**Records shown:**
+--

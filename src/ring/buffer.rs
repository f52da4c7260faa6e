use super::cursor::Cursors;
use super::transfer;
use super::RingError;
use crate::storage::{Arena, ArenaKind};
use parking_lot::Mutex;
use std::sync::atomic::{AtomicUsize, Ordering};

/// Largest capacity a [`RingBuffer`] accepts.
pub const MAX_CAPACITY: usize = u16::MAX as usize;

/// Fixed-capacity byte ring shared between any number of writers and readers.
///
/// `write`, `read`, `reset` and `init` serialize on one mutex that is held
/// for the whole copy. The size queries (`bytes_filled`, `bytes_available`,
/// `is_empty`, `is_full`) do not take the lock: they read the fill count
/// published by the last completed mutation and are only hints while other
/// threads are transferring.
///
/// Requests larger than the free space (or the filled bytes) are truncated;
/// the returned count is the only signal.
///
/// ```
/// use bytering::RingBuffer;
///
/// let ring = RingBuffer::new(8).unwrap();
/// assert_eq!(ring.write(b"ABCDEF"), 6);
///
/// let mut out = [0u8; 4];
/// assert_eq!(ring.read(&mut out), 4);
/// assert_eq!(&out, b"ABCD");
///
/// assert_eq!(ring.write(b"GHIJK"), 5);
/// let mut out = [0u8; 7];
/// assert_eq!(ring.read(&mut out), 7);
/// assert_eq!(&out, b"EFGHIJK");
/// ```
#[derive(Debug)]
pub struct RingBuffer {
    capacity: usize,
    kind: ArenaKind,
    filled: AtomicUsize,
    state: Mutex<RingState>,
}

#[derive(Debug)]
struct RingState {
    arena: Option<Arena>,
    cursors: Cursors,
}

/// Point-in-time copy of the counters, taken under the lock.
#[derive(Debug, Clone, Copy, PartialEq, Eq)]
pub struct RingSnapshot {
    pub capacity: usize,
    pub filled: usize,
    pub read_cursor: usize,
    pub write_cursor: usize,
    pub arena: Option<ArenaKind>,
}

impl RingSnapshot {
    #[inline]
    pub fn usable(&self) -> bool {
        self.arena.is_some()
    }
}

impl RingBuffer {
    /// Creates a heap-backed buffer of `capacity` zeroed bytes.
    pub fn new(capacity: usize) -> Result<Self, RingError> {
        Self::with_arena(capacity, ArenaKind::Heap)
    }

    pub fn with_arena(capacity: usize, kind: ArenaKind) -> Result<Self, RingError> {
        let ring = Self::unallocated_with(capacity, kind)?;
        ring.init()?;
        Ok(ring)
    }

    /// Creates a buffer whose storage is allocated later by [`init`](Self::init).
    ///
    /// Until then every transfer returns 0.
    pub fn unallocated(capacity: usize) -> Result<Self, RingError> {
        Self::unallocated_with(capacity, ArenaKind::Heap)
    }

    pub fn unallocated_with(capacity: usize, kind: ArenaKind) -> Result<Self, RingError> {
        validate_capacity(capacity)?;

        Ok(Self {
            capacity,
            kind,
            filled: AtomicUsize::new(0),
            state: Mutex::new(RingState {
                arena: None,
                cursors: Cursors::new(capacity),
            }),
        })
    }

    /// Allocates the storage. Fails on a second call or when the allocation fails,
    /// in which case the buffer stays unusable.
    pub fn init(&self) -> Result<(), RingError> {
        let mut state = self.state.lock();
        if state.arena.is_some() {
            return Err(RingError::AlreadyInitialized {
                capacity: self.capacity,
            });
        }

        match Arena::allocate(self.capacity, self.kind) {
            Ok(arena) => {
                state.arena = Some(arena);
                state.cursors.clear();
                self.publish(&state.cursors);
                Ok(())
            }
            Err(err) => {
                tracing::warn!(capacity = self.capacity, kind = %self.kind, error = %err, "ring allocation failed");
                Err(err)
            }
        }
    }

    #[inline(always)]
    pub fn capacity(&self) -> usize {
        self.capacity
    }

    #[inline(always)]
    pub fn bytes_filled(&self) -> usize {
        self.filled.load(Ordering::Acquire)
    }

    #[inline(always)]
    pub fn bytes_available(&self) -> usize {
        self.capacity - self.bytes_filled()
    }

    #[inline(always)]
    pub fn is_empty(&self) -> bool {
        self.bytes_filled() == 0
    }

    #[inline(always)]
    pub fn is_full(&self) -> bool {
        self.bytes_filled() == self.capacity
    }

    pub fn is_usable(&self) -> bool {
        self.state.lock().arena.is_some()
    }

    /// Writes as much of `src` as fits.
    #[inline]
    pub fn write(&self, src: &[u8]) -> usize {
        self.write_from(Some(src), src.len())
    }

    /// Writes at most `len` bytes of `src`. A missing source is a no-op.
    pub fn write_from(&self, src: Option<&[u8]>, len: usize) -> usize {
        let Some(src) = src else {
            return 0;
        };
        let src = &src[..len.min(src.len())];
        if src.is_empty() {
            return 0;
        }

        let mut state = self.state.lock();
        let RingState { arena, cursors } = &mut *state;
        let Some(arena) = arena.as_mut() else {
            return 0;
        };
        if !self.verify(cursors) {
            return 0;
        }

        let written = transfer::write_into(arena, cursors, src);
        self.publish(cursors);

        if written < src.len() {
            tracing::trace!(requested = src.len(), written, "short write");
        }
        written
    }

    /// Reads as many bytes as are filled, up to `dst.len()`.
    #[inline]
    pub fn read(&self, dst: &mut [u8]) -> usize {
        let len = dst.len();
        self.read_into(Some(dst), len)
    }

    /// Reads at most `len` bytes into `dst`. A missing destination is a no-op.
    pub fn read_into(&self, dst: Option<&mut [u8]>, len: usize) -> usize {
        let Some(dst) = dst else {
            return 0;
        };
        let len = len.min(dst.len());
        let dst = &mut dst[..len];
        if dst.is_empty() {
            return 0;
        }

        let mut state = self.state.lock();
        let RingState { arena, cursors } = &mut *state;
        let Some(arena) = arena.as_ref() else {
            return 0;
        };
        if !self.verify(cursors) {
            return 0;
        }

        let read = transfer::read_from(arena, cursors, dst);
        self.publish(cursors);

        if read < len {
            tracing::trace!(requested = len, read, "short read");
        }
        read
    }

    /// Empties the buffer and zero-fills the storage. Capacity is unchanged.
    pub fn reset(&self) {
        let mut state = self.state.lock();
        let RingState { arena, cursors } = &mut *state;
        let Some(arena) = arena.as_mut() else {
            return;
        };

        arena.zero();
        cursors.clear();
        self.publish(cursors);
        tracing::debug!(capacity = self.capacity, "ring reset");
    }

    pub fn snapshot(&self) -> RingSnapshot {
        let state = self.state.lock();
        RingSnapshot {
            capacity: self.capacity,
            filled: state.cursors.filled,
            read_cursor: state.cursors.read,
            write_cursor: state.cursors.write,
            arena: state.arena.as_ref().map(Arena::kind),
        }
    }

    /// Verifies the cursor/fill invariants and that the published fill count
    /// matches the locked one.
    pub fn check_consistency(&self) -> Result<(), RingError> {
        let state = self.state.lock();
        if state.arena.is_none() {
            return Err(RingError::Unallocated);
        }
        state.cursors.check()?;

        if self.filled.load(Ordering::Acquire) != state.cursors.filled {
            return Err(RingError::InvariantViolation {
                capacity: self.capacity,
                filled: self.filled.load(Ordering::Acquire),
                read: state.cursors.read,
                write: state.cursors.write,
            });
        }
        Ok(())
    }

    #[inline(always)]
    fn publish(&self, cursors: &Cursors) {
        self.filled.store(cursors.filled, Ordering::Release);
    }

    #[inline]
    fn verify(&self, cursors: &Cursors) -> bool {
        match cursors.check() {
            Ok(()) => true,
            Err(err) => {
                tracing::error!(error = %err, "refusing transfer on inconsistent ring");
                false
            }
        }
    }
}

fn validate_capacity(capacity: usize) -> Result<(), RingError> {
    if capacity == 0 {
        return Err(RingError::InvalidCapacity {
            capacity,
            reason: "must be greater than zero",
        });
    }
    if capacity > MAX_CAPACITY {
        return Err(RingError::InvalidCapacity {
            capacity,
            reason: "must not exceed 65535 bytes",
        });
    }
    Ok(())
}

#[cfg(test)]
mod tests {
    use super::*;

    fn arena_bytes(ring: &RingBuffer) -> Vec<u8> {
        let state = ring.state.lock();
        state.arena.as_deref().map(<[u8]>::to_vec).unwrap_or_default()
    }

    #[test]
    fn reset_zero_fills_storage() {
        for kind in [ArenaKind::Heap, ArenaKind::Anonymous] {
            let ring = RingBuffer::with_arena(8, kind).unwrap();
            ring.write(b"ABCDEF");
            ring.read(&mut [0u8; 4]);
            ring.write(b"GHIJK");
            assert!(arena_bytes(&ring).iter().any(|&b| b != 0));

            ring.reset();
            assert_eq!(arena_bytes(&ring), vec![0u8; 8]);
        }
    }

    #[test]
    fn read_leaves_storage_bytes_in_place() {
        let ring = RingBuffer::new(4).unwrap();
        ring.write(b"wxyz");
        ring.read(&mut [0u8; 4]);
        assert_eq!(arena_bytes(&ring), b"wxyz");
    }
}
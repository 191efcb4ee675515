use std::convert::Infallible;

use folio_protocol::{PaintCommand, ThemeToken};

use super::{Visible, command, primary, push_prompt};
use crate::engine::TabRuntime;
use crate::lines::skills::SkillsLine;

pub fn paint(runtime: &TabRuntime<SkillsLine, Infallible>) -> Vec<PaintCommand> {
    let mut out = Vec::new();
    for Visible { item, typing, .. } in primary(runtime) {
        out.push(match item {
            SkillsLine::Command(cmd) => command(cmd, typing),
            SkillsLine::Category { name, branch } => PaintCommand::TreeRow {
                guides: branch.guides(),
                label: format!("{name}/"),
                color: ThemeToken::CategoryName,
                badge: None,
                note: None,
                strength: false,
            },
            SkillsLine::Skill { skill, branch, .. } => {
                let badge = skill.level.badge();
                PaintCommand::TreeRow {
                    guides: branch.guides(),
                    label: skill.name.clone(),
                    color: if badge.is_some() {
                        ThemeToken::SkillName
                    } else {
                        ThemeToken::SkillUnused
                    },
                    badge,
                    note: skill.experience.clone(),
                    strength: skill.is_strength,
                }
            }
        });
    }
    push_prompt(&mut out, runtime);
    out
}
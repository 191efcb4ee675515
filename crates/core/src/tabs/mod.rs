//! The four tab instantiations of the reveal engine.
//!
//! A tab is a [`TabSpec`] (what to reveal, how fast, how to paint it)
//! bound to its own [`TabRuntime`]. Nothing is shared between tabs.

mod careers;
mod profile;
mod projects;
mod skills;

use std::collections::BTreeSet;

use folio_protocol::{PaintCommand, TabId};
use rand::rngs::StdRng;

pub use careers::Careers;
pub use profile::Profile;
pub use projects::Projects;
pub use skills::Skills;

use crate::engine::{MotionPolicy, RevealPlan, TabRuntime};
use crate::model::{ContentTree, RevealItem};

/// Inputs to painting besides the runtime itself.
#[derive(Debug, Clone, Copy)]
pub struct PaintContext<'a> {
    pub content: &'a ContentTree,
    /// Career ids currently shown expanded.
    pub expanded: &'a BTreeSet<String>,
}

pub trait TabSpec {
    const ID: TabId;
    type Line: RevealItem;
    type Aux: RevealItem;

    /// Flatten this tab's content into its primary and auxiliary lists.
    fn generate(content: &ContentTree) -> (Vec<Self::Line>, Vec<Self::Aux>);

    fn plan() -> RevealPlan;

    fn paint(runtime: &TabRuntime<Self::Line, Self::Aux>, ctx: PaintContext<'_>) -> Vec<PaintCommand>;
}

pub struct Tab<S: TabSpec> {
    runtime: TabRuntime<S::Line, S::Aux>,
}

impl<S: TabSpec> Tab<S> {
    pub fn new(content: &ContentTree, start_delay_ms: u64, motion: MotionPolicy, rng: StdRng) -> Self {
        let (lines, aux) = S::generate(content);
        tracing::debug!(tab = %S::ID, lines = lines.len(), aux = aux.len(), "tab sequence generated");
        let plan = S::plan().start_delay(start_delay_ms);
        Self {
            runtime: TabRuntime::new(lines, aux, plan, motion, rng),
        }
    }

    pub fn set_visible(&mut self, visible: bool, now_ms: u64) -> bool {
        self.runtime.set_visible(visible, now_ms)
    }

    /// Regenerate from `content` (locale change) and start over.
    pub fn reload(&mut self, content: &ContentTree, now_ms: u64) {
        let (lines, aux) = S::generate(content);
        tracing::debug!(tab = %S::ID, lines = lines.len(), aux = aux.len(), "tab sequence regenerated");
        self.runtime.reload(lines, aux, now_ms);
    }

    pub fn tick(&mut self, now_ms: u64) -> bool {
        self.runtime.tick(now_ms)
    }

    pub fn next_wakeup(&self) -> Option<u64> {
        self.runtime.next_wakeup()
    }

    pub fn paint(&self, ctx: PaintContext<'_>) -> Vec<PaintCommand> {
        S::paint(&self.runtime, ctx)
    }

    pub fn is_complete(&self) -> bool {
        self.runtime.sequencer().is_complete()
    }

    pub fn runtime(&self) -> &TabRuntime<S::Line, S::Aux> {
        &self.runtime
    }
}
//! Timing constants and per-line-type delay tables.

use std::collections::HashMap;

use crate::model::LineKind;

/// Base interval between typed command characters.
pub const COMMAND_CHAR_MS: u64 = 40;
/// Maximum deviation from [`COMMAND_CHAR_MS`] in either direction.
pub const COMMAND_CHAR_JITTER_MS: u64 = 20;
/// Pause with an empty prompt before the first typed character.
pub const PROMPT_DELAY_MS: u64 = 300;
/// Floor for a jittered character interval.
pub const MIN_CHAR_DELAY_MS: u64 = 10;

pub const POST_COMMAND_DELAY_MS: u64 = 300;
pub const POST_OUTPUT_DELAY_MS: u64 = 400;
pub const SOCIAL_LINK_DELAY_MS: u64 = 300;

/// Delay between a tab becoming visible and its first line.
pub const START_DELAY_MS: u64 = 300;
/// Paint-commit delay of instantly revealed lines.
pub const INSTANT_SETTLE_MS: u64 = 50;
pub const PROJECT_SETTLE_MS: u64 = 100;

/// The skills tree reveals much faster than the prose tabs.
pub mod skills {
    pub const POST_COMMAND_DELAY_MS: u64 = 20;
    pub const CATEGORY_DELAY_MS: u64 = 5;
    pub const SKILL_ITEM_DELAY_MS: u64 = 3;
    pub const SETTLE_MS: u64 = 1;
}

/// Post-reveal delay per line kind, with a fallback for unlisted kinds.
#[derive(Debug, Clone, PartialEq, Eq)]
pub struct DelayTable {
    delays: HashMap<LineKind, u64>,
    default_ms: u64,
}

impl DelayTable {
    pub fn new(default_ms: u64) -> Self {
        Self {
            delays: HashMap::new(),
            default_ms,
        }
    }

    pub fn with(mut self, kind: LineKind, delay_ms: u64) -> Self {
        self.delays.insert(kind, delay_ms);
        self
    }

    pub fn get(&self, kind: LineKind) -> u64 {
        self.delays.get(&kind).copied().unwrap_or(self.default_ms)
    }
}

/// Everything a sequencer needs to know about time for one tab.
#[derive(Debug, Clone, PartialEq, Eq)]
pub struct RevealPlan {
    pub start_delay_ms: u64,
    /// Settle delay of instant primary lines.
    pub settle_ms: u64,
    pub delays: DelayTable,
    /// Settle delay of instant auxiliary items.
    pub aux_settle_ms: u64,
    /// Post-reveal delay of every auxiliary item.
    pub aux_delay_ms: u64,
}

impl RevealPlan {
    pub fn new(delays: DelayTable) -> Self {
        Self {
            start_delay_ms: START_DELAY_MS,
            settle_ms: INSTANT_SETTLE_MS,
            delays,
            aux_settle_ms: INSTANT_SETTLE_MS,
            aux_delay_ms: 0,
        }
    }

    pub fn settle(mut self, settle_ms: u64) -> Self {
        self.settle_ms = settle_ms;
        self
    }

    pub fn auxiliary(mut self, settle_ms: u64, delay_ms: u64) -> Self {
        self.aux_settle_ms = settle_ms;
        self.aux_delay_ms = delay_ms;
        self
    }

    pub fn start_delay(mut self, start_delay_ms: u64) -> Self {
        self.start_delay_ms = start_delay_ms;
        self
    }
}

+--

**Prompt:** In the listing above, find the line with "let ring = Self::unallocated_with(capacity, kind)?;" and the line with "pub fn capacity(&self)", then reproduce both and every line between them exactly.

**Answer area:**
        let ring = Self::unallocated_with(capacity, kind)?;
        ring.init()?;
        Ok(ring)
    }

    /// Creates a buffer whose storage is allocated later by [`init`](Self::init).
    ///
    /// Until then every transfer returns 0.
    pub fn unallocated(capacity: usize) -> Result<Self, RingError> {
        Self::unallocated_with(capacity, ArenaKind::Heap)
    }

    pub fn unallocated_with(capacity: usize, kind: ArenaKind) -> Result<Self, RingError> {
        validate_capacity(capacity)?;

        Ok(Self {
            capacity,
            kind,
            filled: AtomicUsize::new(0),
            state: Mutex::new(RingState {
                arena: None,
                cursors: Cursors::new(capacity),
            }),
        })
    }

    /// Allocates the storage. Fails on a second call or when the allocation fails,
    /// in which case the buffer stays unusable.
    pub fn init(&self) -> Result<(), RingError> {
        let mut state = self.state.lock();
        if state.arena.is_some() {
            return Err(RingError::AlreadyInitialized {
                capacity: self.capacity,
            });
        }

        match Arena::allocate(self.capacity, self.kind) {
            Ok(arena) => {
                state.arena = Some(arena);
                state.cursors.clear();
                self.publish(&state.cursors);
                Ok(())
            }
            Err(err) => {
                tracing::warn!(capacity = self.capacity, kind = %self.kind, error = %err, "ring allocation failed");
                Err(err)
            }
        }
    }

    #[inline(always)]
    pub fn capacity(&self) -> usize {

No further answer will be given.